Ave Jan Low 34F/1C (21F/-6C Min)

Ave Rain 736mm pa

Posted

(oppalm @ Nov. 07 2007,20:48)

QUOTE

(oppalm @ Nov. 07 2007,12:23)

QUOTE
I am in zone 6 - brrrrrrrrrrrrr cold in winter.  I bring all my tropicals and palms inside for winter.  Bottom line,  I have experience growing under lights.   For the record - my goal is to keep my plants alive during the winter.   I use many (about 10) 48"  double fluorescent fixtures over my plants with good success.  I use the T-8 bulbs I buy at HD for $2.99 each.   I'll edit my post later to give the exact bulb I purchase.

I could not edit my post so I I'll just quote myself.    The bulbs I buy are Philips F32T8/TL850 - 2950 lumens - 5000K color temperaute.   48".

For a seed starting short term solution and inexpensive set up - thats it.

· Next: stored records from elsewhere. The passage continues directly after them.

//! seekgits-core: shared error and path types
//!
//! Everything here is consumed by the other seekgits crates; keep this
//! crate dependency-light.

pub mod error;
pub mod paths;

pub use error::{SeekgitsError, SeekgitsResult};
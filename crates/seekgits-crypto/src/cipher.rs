//! Deterministic encrypt/decrypt and the on-store frame format.
//!
//! Frame layout:
//! ```text
//! [10 bytes: magic \0SEEKGITS\0][32 bytes: HMAC-SHA256 nonce][N bytes: AES-256-CTR ciphertext]
//! ```
//!
//! The first 16 bytes of the nonce seed the CTR counter block; the full
//! 32 bytes are stored verbatim so the frame is self-describing.

use aes::cipher::{KeyIvInit, StreamCipher};
use aes::Aes256;
use hmac::{Hmac, Mac};
use sha2::Sha256;

use seekgits_core::{SeekgitsError, SeekgitsResult};

use crate::keys::FileKey;
use crate::{HEADER_LEN, MAGIC, NONCE_LEN};

type Aes256Ctr = ctr::Ctr128BE<Aes256>;
type HmacSha256 = Hmac<Sha256>;

/// True iff `data` carries the seekgits magic marker.
///
/// Anything at least 10 bytes long starting with the marker is treated
/// as already encrypted; this is the double-encrypt guard.
pub fn is_encrypted(data: &[u8]) -> bool {
    data.len() >= MAGIC.len() && data[..MAGIC.len()] == MAGIC
}

/// Encrypt `plaintext` into a frame.
///
/// Deterministic: the nonce is HMAC-SHA256 of the plaintext under the
/// key's HMAC half, so identical plaintext yields an identical frame.
pub fn encrypt(key: &FileKey, plaintext: &[u8]) -> Vec<u8> {
    let nonce = derive_nonce(key, plaintext);

    let mut frame = Vec::with_capacity(HEADER_LEN + plaintext.len());
    frame.extend_from_slice(&MAGIC);
    frame.extend_from_slice(&nonce);
    frame.extend_from_slice(plaintext);
    apply_keystream(key, &nonce, &mut frame[HEADER_LEN..]);
    frame
}

/// Decrypt a frame back to plaintext.
///
/// Fails with [`SeekgitsError::NotEncrypted`] when the magic marker is
/// missing or the frame is too short to hold a nonce. A wrong AES key
/// yields garbage rather than an error: integrity is delegated to
/// git's content addressing.
pub fn decrypt(key: &FileKey, frame: &[u8]) -> SeekgitsResult<Vec<u8>> {
    if !is_encrypted(frame) || frame.len() < HEADER_LEN {
        return Err(SeekgitsError::NotEncrypted);
    }

    let mut nonce = [0u8; NONCE_LEN];
    nonce.copy_from_slice(&frame[MAGIC.len()..HEADER_LEN]);

    let mut plaintext = frame[HEADER_LEN..].to_vec();
    apply_keystream(key, &nonce, &mut plaintext);
    Ok(plaintext)
}

/// nonce = HMAC-SHA256(hmac_key, plaintext), over the whole buffer.
fn derive_nonce(key: &FileKey, plaintext: &[u8]) -> [u8; NONCE_LEN] {
    let mut mac = HmacSha256::new_from_slice(key.hmac_key())
        .expect("HMAC-SHA256 accepts keys of any length");
    mac.update(plaintext);
    mac.finalize().into_bytes().into()
}

/// XOR `buf` with the AES-256-CTR keystream seeded by `nonce[0..16]`.
fn apply_keystream(key: &FileKey, nonce: &[u8; NONCE_LEN], buf: &mut [u8]) {
    let mut iv = [0u8; 16];
    iv.copy_from_slice(&nonce[..16]);
    let mut cipher = Aes256Ctr::new(key.aes_key().into(), &iv.into());
    cipher.apply_keystream(buf);
}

Ahhh! that's more like it.........just need to keep them alive for a few months before sticking them back out in the yard. My kind of price.

I'm a little scared, I left my seedlings and germinating seeds outside last night........37 degrees low for 1 or 2 hours.........do you think I killed anything. I have

Kris's Borrasus and Phoenix sylvestris seeds, A. wriighti, Blue latan seedlings, filabusta's, avocado's, Caryota urens.

Does anyone think I killed anything? No frost and it is rapidly warming today.........no more temps below 40 at night for the next 10 days.

David Simms zone 9a on Highway 30a

200 steps from the Gulf in NW Florida

30 ft. elevation and sandy soil

  • 12 years later...
Posted

How will led lights work as a grow light for Washingtonia , pindo and windmill palms ?

Posted

I work for a hemp seed company, we have tested different lights.  LED's are about 3x the efficiency of the next best alternative but you pay up front.  The LED's do however last 10 years(60,000hrs), far more than even HPS(10000 hours).  THey also dont produce heat so ambient temp control is much easier.   Just make sure you get one that has red blue and green LEDS, the cheapos use only Red and blue and due will not get the advantage of  chlorophyl synthesis from chromophores other than chlorophyll.

  • Like 1

Formerly in Gilbert AZ, zone 9a/9b. Now in Palmetto, Florida Zone 9b/10a??

 

Tom Blank

Posted

Just remember placement of LED lighting is different.  The optics used to disperse the light from many point sources means wide NA(numerical aperature) and that means you want to keep the lights within 18" of the top leaf.  Because there is no heat problem with LED's this is not an issue.  Metal halide or HPS are typically placed further away because of their light launch characteristics, at least 24" but deending on vegetation type maybe 36".  All the heat generate by those lights may crisp your palm at less than 24" so they are designed for longer distances.  Best growth speed for LED is about 12-24", much longer and the growth rate slows due to less PAR(photosynthetically active radiation) hitting the leaves.  Because of the wider optics of LED, HPS and MH are better at growing taller plants that have low hanging leaves as well as upper leaves, some palms may be like that, serenoa serenoa repens for example.

Formerly in Gilbert AZ, zone 9a/9b. Now in Palmetto, Florida Zone 9b/10a??